//! Decode configuration and session state.
//!
//! - [`DecodeConfig`] - serde-loadable tunables
//! - [`DecodeSession`] - per-invocation caches and warn-once bookkeeping

mod config;
mod session;

pub use config::{DecodeConfig, CONFIG_FILE_NAME};
pub use session::DecodeSession;
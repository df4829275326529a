//! Self-building dictionary compression used by archive records.
//!
//! The stream is a sequence of 12-bit codes packed two per three bytes:
//! code `p` starts at byte `p + p / 2`, even codes take a full byte plus the
//! low nibble of the next one, odd codes take the high nibble plus a full
//! byte. Codes below 256 are literals; higher codes name an `(offset,
//! length)` run of earlier output. One dictionary entry is added per code
//! after the first, and the dictionary wraps back to 256 entries at 4096.

use std::collections::HashMap;

use super::format::{DICT_CAPACITY, FIRST_DICT_CODE};
use crate::util::{Error, Result};

/// Iterator over the packed 12-bit codes of a compressed stream.
struct Codes<'a> {
    data: &'a [u8],
    index: usize,
}

impl<'a> Codes<'a> {
    fn new(data: &'a [u8]) -> Self {
        Self { data, index: 0 }
    }
}

impl Iterator for Codes<'_> {
    type Item = usize;

    fn next(&mut self) -> Option<usize> {
        let p = self.index;
        let l = p + p / 2;
        if l + 1 >= self.data.len() {
            return None;
        }
        let (a, b) = (self.data[l] as usize, self.data[l + 1] as usize);
        self.index += 1;
        Some(if p % 2 == 0 {
            a | ((b & 0x0F) << 8)
        } else {
            (a >> 4) | (b << 4)
        })
    }
}

/// Decompress `input` into exactly `target` bytes.
///
/// Decoding stops when the output reaches `target`, the codes run out, or a
/// code lies beyond the current dictionary size. Anything other than exactly
/// `target` bytes is [`Error::DecompressionMismatch`]; partial output is
/// never returned because every later byte depends on the earlier ones.
pub fn decompress(input: &[u8], target: usize) -> Result<Vec<u8>> {
    if target == 0 {
        return Ok(Vec::new());
    }

    let mismatch = |actual: usize| Error::DecompressionMismatch { expected: target, actual };

    let mut codes = Codes::new(input);
    let first = match codes.next() {
        Some(code) if code < FIRST_DICT_CODE => code as u8,
        _ => return Err(mismatch(0)),
    };

    // declared size is untrusted, reserve from the input and grow
    let mut out = Vec::with_capacity(target.min(input.len().saturating_mul(8)));
    out.push(first);

    // (offset, length) runs into `out`
    let mut dict = vec![(0usize, 0usize); DICT_CAPACITY];
    let mut next = FIRST_DICT_CODE;
    let mut prev_start = 0usize;
    let mut prev_len = 1usize;

    while out.len() < target {
        let Some(code) = codes.next() else { break };
        let start = out.len();

        let len = if code < FIRST_DICT_CODE {
            out.push(code as u8);
            1
        } else if code < next {
            let (offset, len) = dict[code];
            out.extend_from_within(offset..offset + len);
            len
        } else if code == next {
            out.extend_from_within(prev_start..prev_start + prev_len);
            let first_byte = out[prev_start];
            out.push(first_byte);
            prev_len + 1
        } else {
            tracing::trace!(code, dict_size = next, "dictionary code out of range");
            break;
        };

        dict[next] = (prev_start, prev_len + 1);
        next += 1;
        if next >= DICT_CAPACITY {
            next = FIRST_DICT_CODE;
        }
        prev_start = start;
        prev_len = len;
    }

    if out.len() != target {
        return Err(mismatch(out.len()));
    }
    Ok(out)
}

/// Compress `input` into a stream accepted by [`decompress`].
///
/// The encoder drops its whole table when the dictionary wraps so it never
/// emits a code at or above the decoder's current dictionary size.
pub fn compress(input: &[u8]) -> Vec<u8> {
    let Some((&head, tail)) = input.split_first() else {
        return Vec::new();
    };

    let mut table: HashMap<(u16, u8), u16> = HashMap::new();
    let mut next = FIRST_DICT_CODE;
    let mut codes = Vec::with_capacity(input.len() / 2 + 1);
    let mut w = head as u16;

    for &c in tail {
        if let Some(&code) = table.get(&(w, c)) {
            w = code;
            continue;
        }
        codes.push(w);
        table.insert((w, c), next as u16);
        next += 1;
        if next >= DICT_CAPACITY {
            next = FIRST_DICT_CODE;
            table.clear();
        }
        w = c as u16;
    }
    codes.push(w);

    pack_codes(&codes)
}

fn pack_codes(codes: &[u16]) -> Vec<u8> {
    let mut out = vec![0u8; codes.len() + codes.len().div_ceil(2)];
    for (p, &code) in codes.iter().enumerate() {
        let l = p + p / 2;
        if p % 2 == 0 {
            out[l] |= (code & 0xFF) as u8;
            out[l + 1] |= ((code >> 8) & 0x0F) as u8;
        } else {
            out[l] |= ((code & 0x0F) << 4) as u8;
            out[l + 1] |= (code >> 4) as u8;
        }
    }
    out
}
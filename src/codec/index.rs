//! Index stream reconstruction.
//!
//! Packed index streams go through up to three passes, in this order:
//!
//! 1. zig-zag delta decode
//! 2. implicit bitmask expansion (only new corners are stored explicitly)
//! 3. watermark decode (distance below a running high-water mark)
//!
//! Which passes apply is per-format configuration ([`IndexPasses`]), never
//! detected from the data.
//!
//! ## Implicit Stream Layout
//!
//! ```text
//! +--------------------+
//! | primitive_length   |  u32
//! +--------------------+
//! | mask_word_count    |  u32
//! +--------------------+
//! | expected_index     |  u32
//! +--------------------+
//! | mask words         |  mask_word_count * u32, bit i = slot i
//! +--------------------+
//! | explicit values    |  remaining u32
//! +--------------------+
//! ```

use serde::{Deserialize, Serialize};

use crate::util::{Error, Result};

/// Number of header words at the start of an implicit stream.
pub const CODEC_HEADER_WORDS: usize = 3;

/// Decode one zig-zag encoded value.
#[inline]
pub const fn zigzag_decode(v: u32) -> i32 {
    ((v >> 1) as i32) ^ -((v & 1) as i32)
}

/// Encode one signed value with zig-zag.
#[inline]
pub const fn zigzag_encode(v: i32) -> u32 {
    ((v << 1) ^ (v >> 31)) as u32
}

/// Undo zig-zag delta coding in place.
///
/// `values[offset]` is kept as is; every later value becomes
/// `previous + zigzag_decode(value)` with 32-bit wrap.
pub fn decode_delta(values: &mut [u32], offset: usize) -> Result<()> {
    if offset > values.len() {
        return Err(Error::out_of_bounds(format!(
            "delta offset {} past stream of {} values",
            offset,
            values.len()
        )));
    }
    let Some((first, rest)) = values[offset..].split_first_mut() else {
        return Ok(());
    };
    let mut prev = *first;
    for v in rest {
        prev = prev.wrapping_add(zigzag_decode(*v) as u32);
        *v = prev;
    }
    Ok(())
}

/// Inverse of [`decode_delta`].
pub fn encode_delta(values: &[u32], offset: usize) -> Vec<u32> {
    let mut out = values.to_vec();
    if offset >= values.len() {
        return out;
    }
    for i in offset + 1..values.len() {
        let delta = values[i].wrapping_sub(values[i - 1]) as i32;
        out[i] = zigzag_encode(delta);
    }
    out
}

// ============================================================================
// Implicit expansion
// ============================================================================

/// Value synthesized for clear mask bits.
#[derive(Clone, Copy, Debug, Default, PartialEq, Eq, Hash, Serialize, Deserialize)]
#[serde(rename_all = "camelCase")]
pub enum ImplicitPolicy {
    /// Counter seeded at `expected_index`, incremented per implicit slot
    #[default]
    Increment,
    /// Always `expected_index` (high-watermark streams)
    Fixed,
}

/// Fixed header at the start of an implicit index stream.
#[derive(Clone, Copy, Debug, PartialEq, Eq)]
pub struct CodecHeader {
    pub primitive_length: u32,
    pub mask_word_count: u32,
    pub expected_index: u32,
}

impl CodecHeader {
    /// Read and validate the header of `stream`.
    pub fn read(stream: &[u32]) -> Result<Self> {
        let &[primitive_length, mask_word_count, expected_index, ..] = stream else {
            return Err(Error::out_of_bounds(format!(
                "implicit stream of {} words has no header",
                stream.len()
            )));
        };
        let header = Self { primitive_length, mask_word_count, expected_index };
        if (mask_word_count as u64) * 32 < primitive_length as u64 {
            return Err(Error::out_of_bounds(format!(
                "{} mask words cannot cover {} slots",
                mask_word_count, primitive_length
            )));
        }
        if header.explicit_offset() > stream.len() {
            return Err(Error::out_of_bounds(format!(
                "{} mask words past stream of {} words",
                mask_word_count,
                stream.len()
            )));
        }
        Ok(header)
    }

    /// Word offset of the first explicit value.
    #[inline]
    pub fn explicit_offset(&self) -> usize {
        CODEC_HEADER_WORDS + self.mask_word_count as usize
    }
}

/// Expand an implicit index stream to one index per slot.
pub fn decode_implicit(stream: &[u32], policy: ImplicitPolicy) -> Result<Vec<u32>> {
    let header = CodecHeader::read(stream)?;
    let masks = &stream[CODEC_HEADER_WORDS..header.explicit_offset()];
    let mut explicit = stream[header.explicit_offset()..].iter().copied();

    let mut counter = header.expected_index;
    let mut out = Vec::with_capacity(header.primitive_length as usize);
    for slot in 0..header.primitive_length as usize {
        let word = masks[slot / 32];
        if (word >> (slot % 32)) & 1 != 0 {
            let value = explicit.next().ok_or_else(|| {
                Error::out_of_bounds(format!("explicit values exhausted at slot {}", slot))
            })?;
            out.push(value);
        } else {
            match policy {
                ImplicitPolicy::Fixed => out.push(header.expected_index),
                ImplicitPolicy::Increment => {
                    out.push(counter);
                    counter = counter.wrapping_add(1);
                }
            }
        }
    }
    Ok(out)
}

// ============================================================================
// Watermark
// ============================================================================

/// Running high-water mark shared by related watermark decodes.
///
/// `magic` never decreases. Arrays that were encoded against one counter
/// must be decoded by threading the returned state into the next call.
#[derive(Clone, Copy, Debug, Default, PartialEq, Eq)]
pub struct WatermarkState {
    magic: u32,
}

impl WatermarkState {
    #[inline]
    pub const fn new(magic: u32) -> Self {
        Self { magic }
    }

    #[inline]
    pub const fn magic(&self) -> u32 {
        self.magic
    }
}

/// Undo watermark coding.
///
/// Each value is a distance below `magic`. Distances past `magic` clamp the
/// output to 0, so outputs never exceed the watermark and `magic` only moves
/// on a zero distance.
pub fn decode_watermark(values: &[u32], state: WatermarkState) -> (Vec<u32>, WatermarkState) {
    let mut magic = state.magic;
    let out = values
        .iter()
        .map(|&e| {
            let v = magic.saturating_sub(e);
            if magic <= v {
                magic = v.saturating_add(1);
            }
            v
        })
        .collect();
    (out, WatermarkState { magic })
}

// ============================================================================
// Chained decode
// ============================================================================

/// Which index passes a format uses.
#[derive(Clone, Copy, Debug, Default, PartialEq, Eq, Serialize, Deserialize)]
#[serde(default, rename_all = "camelCase")]
pub struct IndexPasses {
    pub delta: bool,
    pub implicit: bool,
    pub watermark: bool,
}

impl IndexPasses {
    /// Plain index list, no passes.
    pub const NONE: Self = Self { delta: false, implicit: false, watermark: false };
}

/// Run the enabled passes over `stream`.
///
/// With implicit expansion on, delta decoding covers only the explicit
/// values after the mask words. Any failure yields no indices at all.
pub fn decode_indices(
    stream: &[u32],
    passes: IndexPasses,
    policy: ImplicitPolicy,
    state: WatermarkState,
) -> Result<(Vec<u32>, WatermarkState)> {
    let mut values = stream.to_vec();

    if passes.delta {
        let offset = if passes.implicit {
            CodecHeader::read(&values)?.explicit_offset()
        } else {
            0
        };
        decode_delta(&mut values, offset)?;
    }

    if passes.implicit {
        values = decode_implicit(&values, policy)?;
    }

    if passes.watermark {
        return Ok(decode_watermark(&values, state));
    }
    Ok((values, state))
}
//! Direction-table rotation channels.
//!
//! Each keyframe stores three integers `(band, ring, twist)`. The sphere is
//! cut into `resolution + 1` latitude bands; band `b` sits at polar angle
//! `b * pi / resolution` and holds `max(1, floor(2 * resolution * sin(theta)
//! + epsilon))` evenly spaced rings. `(band, ring)` picks a unit axis and
//! `twist` a rotation angle about it.

use std::collections::HashMap;
use std::f32::consts::PI;

use crate::util::{Element, Error, Quat, Result, Vec3};

/// Default number of latitude steps between the poles.
pub const DEFAULT_TABLE_RESOLUTION: u32 = 720;

/// Default slack added before rounding ring counts down.
pub const DEFAULT_TABLE_EPSILON: f32 = 0.25;

/// Default radians per twist step.
pub const DEFAULT_TWIST_SCALE: f32 = PI / 4096.0;

/// Table geometry plus `(band, ring)`.
type AxisKey = (u32, u32, u32, u32);

/// Memo of decoded table axes keyed by `(band, ring)`.
///
/// Entries also carry the resolution and epsilon of the table that filled
/// them, so one cache can serve differently shaped tables.
#[derive(Debug, Default)]
pub struct DirectionCache {
    axes: HashMap<AxisKey, Vec3>,
    hits: u64,
}

impl DirectionCache {
    pub fn new() -> Self {
        Self::default()
    }

    #[inline]
    pub fn len(&self) -> usize {
        self.axes.len()
    }

    #[inline]
    pub fn is_empty(&self) -> bool {
        self.axes.is_empty()
    }

    /// Lookups answered without recomputing.
    #[inline]
    pub fn hits(&self) -> u64 {
        self.hits
    }

    pub fn clear(&mut self) {
        self.axes.clear();
        self.hits = 0;
    }
}

/// Latitude/longitude direction table.
#[derive(Clone, Copy, Debug, PartialEq)]
pub struct DirectionTable {
    resolution: u32,
    epsilon: f32,
    twist_scale: f32,
}

impl Default for DirectionTable {
    fn default() -> Self {
        Self::new(DEFAULT_TABLE_RESOLUTION, DEFAULT_TABLE_EPSILON, DEFAULT_TWIST_SCALE)
    }
}

impl DirectionTable {
    /// A zero resolution is treated as 1.
    pub fn new(resolution: u32, epsilon: f32, twist_scale: f32) -> Self {
        Self { resolution: resolution.max(1), epsilon, twist_scale }
    }

    #[inline]
    pub fn resolution(&self) -> u32 {
        self.resolution
    }

    #[inline]
    fn polar_angle(&self, band: u32) -> f32 {
        band as f32 * PI / self.resolution as f32
    }

    /// Number of rings in `band`.
    pub fn ring_count(&self, band: u32) -> u32 {
        let theta = self.polar_angle(band);
        let rings = (2.0 * self.resolution as f32 * theta.sin() + self.epsilon).floor();
        (rings as u32).max(1)
    }

    /// Unit axis of `(band, ring)`, computed without the cache.
    pub fn axis(&self, band: u32, ring: u32) -> Result<Vec3> {
        if band > self.resolution {
            return Err(Error::out_of_bounds(format!(
                "band {} past table resolution {}",
                band, self.resolution
            )));
        }
        let count = self.ring_count(band);
        if ring >= count {
            return Err(Error::out_of_bounds(format!(
                "ring {} past {} rings of band {}",
                ring, count, band
            )));
        }
        let theta = self.polar_angle(band);
        let phi = ring as f32 * 2.0 * PI / count as f32;
        let (st, ct) = theta.sin_cos();
        let (sp, cp) = phi.sin_cos();
        Ok(Vec3::new(st * cp, st * sp, ct).normalize())
    }

    /// Unit axis of `(band, ring)`, memoized in `cache`.
    pub fn cached_axis(&self, band: u32, ring: u32, cache: &mut DirectionCache) -> Result<Vec3> {
        let key = (self.resolution, self.epsilon.to_bits(), band, ring);
        if let Some(&axis) = cache.axes.get(&key) {
            cache.hits += 1;
            return Ok(axis);
        }
        let axis = self.axis(band, ring)?;
        cache.axes.insert(key, axis);
        Ok(axis)
    }

    /// Rotation of one keyframe.
    pub fn rotation(&self, band: u32, ring: u32, twist: u32, cache: &mut DirectionCache) -> Result<Quat> {
        let axis = self.cached_axis(band, ring, cache)?;
        Ok(Quat::from_axis_angle(axis, twist as f32 * self.twist_scale))
    }

    /// Decode a stream of `(band, ring, twist)` triples.
    pub fn decode<T: Element>(&self, raw: &[T], cache: &mut DirectionCache) -> Result<Vec<Quat>> {
        if raw.len() % 3 != 0 {
            return Err(Error::out_of_bounds(format!(
                "direction stream of {} values is not made of triples",
                raw.len()
            )));
        }
        raw.chunks_exact(3)
            .map(|k| self.rotation(k[0].to_u32(), k[1].to_u32(), k[2].to_u32(), cache))
            .collect()
    }
}
//! Animation keyframe storage.

mod packed;

pub use packed::{Keyframe, KeyframeBuffer, KeyframeProperty, PackingType};
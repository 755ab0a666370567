//! assetline - a staged asset pipeline for front-end builds

pub mod cli;
pub mod core;
pub mod notifier;
pub mod ops;
pub mod stages;
pub mod tools;
pub mod watch;

// Re-export commonly used types
pub use crate::core::{
    ChannelSink, EventSink, Failure, FailureKind, FailureMode, LintMode, NullSink, OutputStyle,
    Pipeline, PipelineConfig, PipelineEvent, RunOutcome,
};
pub use crate::notifier::{ConsoleNotifier, Notifier, NullNotifier};
pub use crate::ops::{CleanOperation, CompileOperation, DocsOperation, OperationInfo, ValidateOperation};
pub use crate::stages::{PostProcessor, StageError};
pub use crate::tools::{DocGenerator, LintReport, Linter, ToolError, Transformer};
pub use crate::watch::{WatchPlan, WatchSession};
//! Smoke test - exercises the pipeline against the real external compiler
//!
//! Requires a `sass` binary on PATH, so it is tagged `#[ignore]`. Run with:
//!
//!     cargo test --test smoke_test -- --ignored

mod helpers;

use assetline::core::outcome::FailureMode;
use assetline::Pipeline;
use helpers::*;

#[tokio::test]
#[ignore] // Requires the sass CLI
async fn smoke_compile_with_real_compiler() {
    let project = Project::new();
    project.write_source(
        "main.scss",
        "$accent: #ff3366;\nbody {\n  color: $accent;\n  user-select: none;\n}\n",
    );

    let sink = RecordingSink::new();
    let pipeline =
        Pipeline::from_config(project.config("")).with_event_sink(sink.clone());

    let outcome = pipeline.compile().run(FailureMode::FailFast).await;
    assert!(outcome.is_success(), "failures: {:?}", outcome.failures);

    let css = std::fs::read_to_string(project.dest_file("main.css")).unwrap();
    assert!(css.contains("#ff3366") || css.contains("255, 51, 102"));
    // the prefixer ran over the compiled output
    assert!(css.contains("-webkit-user-select"));
    assert!(sink.has_event("compile.finished"));
}

#[tokio::test]
#[ignore] // Requires the sass CLI
async fn smoke_syntax_error_is_reported_not_panicked() {
    let project = Project::new();
    project.write_source("broken.scss", "body { color: ;\n");

    let notifier = RecordingNotifier::new();
    let pipeline =
        Pipeline::from_config(project.config("")).with_notifier(notifier.clone());

    let outcome = pipeline.compile().run(FailureMode::FailFast).await;
    assert!(!outcome.is_success());
    assert!(notifier.error_count() >= 1);
}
----
- **Instructions for the task**
Pull out every line in the data above that has the word "take".

- **Response to this task**
//! code `p` starts at byte `p + p / 2`, even codes take a full byte plus the
//! low nibble of the next one, odd codes take the high nibble plus a full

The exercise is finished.